Radetzkymarsch is a novel by the Austrian author Joseph Roth . It was published by Verlag Kiepenheuer in Berlin in 1932 , after having previously been published as a serial novel in the Frankfurter Zeitung .

Roth describes the collapse of the dual monarchy in the form of a family history spanning three generations . The title of the novel refers to the march of the same name by Johann Strauss (father) from 1848, which symbolically runs through the plot. Roth's 1938 novel Die Kapuzinergruft also refers to the plot of Radetzkymarsch .

Emergence

Berlin memorial plaque at the location of "Mampe's Gute Stube" on Kurfürstendamm 14

The publisher Wolf Jobst Siedler reports on the creation of the novel : “In the last few months before the National Socialists came to power [January 1933] Joseph Roth sat for months [in Berlin] at a certain table in Mampe's parlor , where he had large parts of his Radetzky March, and his grief over the fall of Habsburg and the ancient emperor was probably the grief over the fall of old Europe. "

As can be reconstructed from his letters, Roth actually wrote this novel from autumn 1930 with friends (including Stefan Zweig ) and in hotels in Frankfurt a. M., Berlin, Paris, Baden-Baden and Antibes in France. The work was completed in the summer of 1932. The first copies of the book edition appeared in Berlin at the end of August / beginning of September 1932.

content

In Radetzkymarsch, Joseph Roth tells the story of the Trotta family, fatefully associated with the imperial house of the Habsburgs . The story of the decline of the Austrian family, who unexpectedly rose to the nobility, is paralleled and linked to the crisis-ridden development and decline of the Habsburg monarchy.

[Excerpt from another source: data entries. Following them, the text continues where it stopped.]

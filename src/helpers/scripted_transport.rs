use std::collections::VecDeque;
use std::sync::Mutex;
use async_trait::async_trait;

use crate::enums::transport_error::TransportError;
use crate::structs::transport_request::TransportRequest;
use crate::structs::transport_response::TransportResponse;
use crate::traits::transport::Transport;

type Outcome = Result<TransportResponse, TransportError>;

/// Test transport that replays a fixed script of outcomes and records every
/// request it receives. Once the script runs dry the last outcome repeats.
pub struct ScriptedTransport {
    script: Mutex<VecDeque<Outcome>>,
    last: Mutex<Option<Outcome>>,
    requests: Mutex<Vec<(TransportRequest, tokio::time::Instant)>>,
}

impl ScriptedTransport {
    pub fn new(script: Vec<Outcome>) -> Self {
        Self {
            script: Mutex::new(script.into()),
            last: Mutex::new(None),
            requests: Mutex::new(Vec::new()),
        }
    }

    pub fn json(status: u16, body: serde_json::Value) -> Outcome {
        Ok(TransportResponse::new(status, body.to_string()))
    }

    pub fn unreachable() -> Outcome {
        Err(TransportError::Connect("connection refused".to_string()))
    }

    pub fn calls(&self) -> usize {
        self.requests.lock().unwrap().len()
    }

    pub fn requests(&self) -> Vec<TransportRequest> {
        self.requests.lock().unwrap().iter().map(|(r, _)| r.clone()).collect()
    }

    pub fn call_times(&self) -> Vec<tokio::time::Instant> {
        self.requests.lock().unwrap().iter().map(|(_, t)| *t).collect()
    }
}

#[async_trait]
impl Transport for ScriptedTransport {

    async fn send(&self, request: &TransportRequest) -> Result<TransportResponse, TransportError> {
        self.requests.lock().unwrap().push((request.clone(), tokio::time::Instant::now()));

        let next = self.script.lock().unwrap().pop_front();
        let mut last = self.last.lock().unwrap();
        match next {
            Some(outcome) => {
                *last = Some(outcome.clone());
                outcome
            }
            None => last
                .clone()
                .unwrap_or_else(|| Err(TransportError::Request("script is empty".to_string()))),
        }
    }
}
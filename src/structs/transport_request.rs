use crate::enums::http_method::HttpMethod;

/// One logical request; re-issued unchanged on every retry.
#[derive(Debug, Clone, PartialEq)]
pub struct TransportRequest {
    pub method: HttpMethod,
    pub path: String,
    pub body: Option<serde_json::Value>,
}

impl TransportRequest {
    pub fn get(path: impl Into<String>) -> Self {
        Self {
            method: HttpMethod::Get,
            path: path.into(),
            body: None,
        }
    }

    pub fn post(path: impl Into<String>, body: serde_json::Value) -> Self {
        Self {
            method: HttpMethod::Post,
            path: path.into(),
            body: Some(body),
        }
    }
}
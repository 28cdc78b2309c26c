use serde::{Deserialize, Serialize};

use crate::errors::{ReviewError, ReviewResult};
use crate::helpers::config_helper::ConfigHelper;

/// Named check toggles sent to the server as `enabled_checks`.
#[derive(Debug, Deserialize, Serialize, Clone, Copy, PartialEq, Eq)]
pub struct EnabledChecks {
    #[serde(default = "ConfigHelper::default_check_enabled")]
    pub style: bool,

    #[serde(default = "ConfigHelper::default_check_enabled")]
    pub complexity: bool,

    #[serde(default = "ConfigHelper::default_check_enabled")]
    pub security: bool,

    #[serde(default = "ConfigHelper::default_check_enabled")]
    pub performance: bool,

    #[serde(default = "ConfigHelper::default_check_enabled")]
    pub ai_feedback: bool,
}

impl Default for EnabledChecks {
    fn default() -> Self {
        Self {
            style: true,
            complexity: true,
            security: true,
            performance: true,
            ai_feedback: true,
        }
    }
}

impl EnabledChecks {
    pub const NAMES: [&'static str; 5] = ["style", "complexity", "security", "performance", "ai_feedback"];

    pub fn none() -> Self {
        Self {
            style: false,
            complexity: false,
            security: false,
            performance: false,
            ai_feedback: false,
        }
    }

    /// Enable exactly the checks in a comma separated list.
    pub fn only(list: &str) -> ReviewResult<Self> {
        let mut checks = Self::none();
        for name in list.split(',').map(str::trim).filter(|s| !s.is_empty()) {
            checks.set(name, true)?;
        }
        Ok(checks)
    }

    pub fn set(&mut self, name: &str, enabled: bool) -> ReviewResult<()> {
        let slot = match name.to_lowercase().replace('-', "_").as_str() {
            "style" => &mut self.style,
            "complexity" => &mut self.complexity,
            "security" => &mut self.security,
            "performance" => &mut self.performance,
            "ai_feedback" | "ai" => &mut self.ai_feedback,
            _ => {
                return Err(ReviewError::config_error(
                    &format!("unknown check '{}', expected one of: {}", name, Self::NAMES.join(", ")),
                    Some("checks"),
                ))
            }
        };
        *slot = enabled;
        Ok(())
    }

    pub fn enabled_names(&self) -> Vec<&'static str> {
        let flags = [self.style, self.complexity, self.security, self.performance, self.ai_feedback];
        Self::NAMES
            .iter()
            .zip(flags)
            .filter(|(_, on)| *on)
            .map(|(name, _)| *name)
            .collect()
    }
}
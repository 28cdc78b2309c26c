use std::fmt;
use serde::{Deserialize, Serialize};

#[derive(Debug, Deserialize, Serialize, Clone, Copy, Eq, PartialEq)]
pub enum JobStatus {
    #[serde(rename = "pending")]
    Pending,
    #[serde(rename = "running")]
    Running,
    #[serde(rename = "completed")]
    Completed,
    #[serde(rename = "failed")]
    Failed,
    /// Any status string this client does not know; treated as still in progress.
    #[serde(other)]
    Unknown,
}

impl fmt::Display for JobStatus {
    fn fmt(&self, f: &mut fmt::Formatter) -> fmt::Result {
        let name = match self {
            JobStatus::Pending => "pending",
            JobStatus::Running => "running",
            JobStatus::Completed => "completed",
            JobStatus::Failed => "failed",
            JobStatus::Unknown => "unknown",
        };
        write!(f, "{}", name)
    }
}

Knight's Cross of the Military Maria Theresa Order

From a poor peasant family in the Slovenian village Sipolje a Trotta engaged in the army for accounting sergeant and later to the police - sergeant on. After losing an eye in a fight with Bosnian smugglers, he lives as a military invalid and park ranger at Laxenburg Palace near Vienna. He opened a career as an officer for his son Joseph ; this first brings it to the lieutenant of the infantry . In the battle of Solferino , Lieutenant Joseph Trotta saves the life of the young Emperor Franz Joseph I at the risk of his life. As "Hero of Solferino" he was awarded the Military Maria Theresa Order , and as "Joseph Trotta von Sipolje" he was raised to the nobility and promoted to captain .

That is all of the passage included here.